As such, the lights could be installed in the ceiling and help clean the air and stop transmission of diseases such as covid or the flu – and help avoid similar pandemics in the future.
“Far-UVC rapidly reduces the amount of active microbes in the indoor air to almost zero, making indoor air essentially as safe as outdoor air,” said David Brenner, director of the Center for Radiological Research at Columbia University Vagelos College of Physicians and Surgeons and co-author of the study.
“Using this technology in locations where people gather together indoors could prevent the next potential pandemic.”
The technology is called ‘Far-UVC light’ and is described in a new paper, ‘Far-UVC (222 nm) efficiently inactivates an airborne pathogen in a room-sized chamber’, published today in Scientific Reports.
“Far-UVC light is simple to install, it’s inexpensive, it doesn’t need people to change their behavior, and above all it’s a safe way to prevent the transmission of any virus, including the COVID virus and its variants, as well as influenza and also any potential future pandemic viruses,” said Dr Brenner in a statement.
A similar kind of light, UVC, has been known to clean air for decades, and is used in some specific cases to kill off microbes such as bacteria and viruses. But it is not safe to use it in indoor spaces where people gather, since it can be hazardous to people’s health, affecting their skin and eyes.
But recently researchers have been looking to the possibilities of far-UVC light, which has the same effect of destroying airborne viruses but without damaging the people who might also be in those spaces.
It has a shorter wavelength, so it cannot get into people’s skin or eye cells. But it is just as good at killing bacteria and viruses, because of their small size, the researchers said.
In recent years, scientists have successfully tested far-UVC in smaller experiments, using it in experimental chambers to see how it would affect both microbes and people. The new research is the first time that it has been used in life-sized rooms that mimic how it would be really used.
To do that, scientists used a chamber the size of the room and made it about as well-ventilated as a typical home or office, changing the air about three times an hour. They then sprayed a mist of bacteria into the room, and turned on the far-UVC lamps.

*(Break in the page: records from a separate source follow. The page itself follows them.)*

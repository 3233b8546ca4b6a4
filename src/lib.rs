//! reseed: a reseed server that provisions its own identities.
//!
//! Startup validates configuration, loads or creates the onion key, TLS
//! certificate and signing key, picks exactly one listener mode and hands
//! everything to the HTTP serving subsystem.

pub mod bootstrap;
pub mod config;
pub mod credentials;
pub mod error;
pub mod http;
pub mod middleware;
pub mod planner;
pub mod reseed;
pub mod routes;
pub mod state;
pub mod telemetry;

pub use bootstrap::{Bootstrapper, Handoff, ServingSubsystem};
pub use error::BootstrapError;
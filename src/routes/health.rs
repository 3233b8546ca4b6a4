//! Liveness probe.

/// Returns "ok" whenever the process can answer HTTP.
pub async fn health() -> &'static str {
    "ok"
}
//! HTTP routes.
//!
//! Every route is mounted under the operator's optional path prefix.
//! Request tracing and the blacklist wrap all of them.

pub mod health;
pub mod status;

use axum::{middleware, routing::get, Router};
use tower_http::trace::TraceLayer;

use crate::middleware::{blacklist_layer, request_id_layer};
use crate::state::AppState;

/// Normalise a path prefix to `/segment[/segment...]` with no trailing slash.
fn normalize_prefix(prefix: &str) -> Option<String> {
    let trimmed = prefix.trim().trim_matches('/');
    if trimmed.is_empty() {
        None
    } else {
        Some(format!("/{}", trimmed))
    }
}

/// Creates the Axum router.
pub fn create_router(state: AppState, prefix: Option<&str>) -> Router {
    let routes = Router::new()
        .route("/health", get(health::health))
        .route("/status", get(status::status));

    let routes = match prefix.and_then(normalize_prefix) {
        Some(prefix) => Router::new().nest(&prefix, routes),
        None => routes,
    };

    routes
        .with_state(state.clone())
        .layer(middleware::from_fn_with_state(state, blacklist_layer))
        .layer(TraceLayer::new_for_http())
        // Request ID middleware - creates root span with request_id for correlation
        .layer(middleware::from_fn(request_id_layer))
}
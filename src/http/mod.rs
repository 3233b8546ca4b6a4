//! HTTP serving subsystem.
//!
//! Opens exactly the listener a [`ListenerPlan`](crate::planner::ListenerPlan)
//! describes:
//! - **Plain / TLS**: bound directly on the configured address
//! - **Onion / Onion+TLS**: bound on loopback and published through the
//!   Tor control port
//!
//! The server includes:
//! - Graceful shutdown on SIGTERM/SIGINT
//! - Certificate hot-reload via SIGHUP (TLS listeners)

mod server;
mod shutdown;
pub mod tor;

pub use server::{AxumServing, ServeError};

In five minutes, more than 98 per cent of the airborne microbes were inactivated. Even as new microbes were sprayed into the room, the safe level of microbes stayed down.
The cleaning effect was equivalent to changing the air in the room 184 times in the hour. Typically, it is only possible to achieve the equivalent of about 20 air changes at the best.
“Our trials produced spectacular results, far exceeding what is possible with ventilation alone,” said Kenneth Wood, lecturer in the School of Physics and Astronomy at the University of St. Andrews and senior author of the study. “In terms of preventing airborne disease transmission, far-UVC lights could make indoor places as safe as being outside on the golf course on a breezy day at St Andrews.”
Researchers noted that the technology is useful because it would works even as viruses change – it would work just as well on future covid variants, for instance, as well as other diseases that are yet to be identified. And the microbes would not become resistant over time in the same way they do with vaccines or drugs, the researchers said.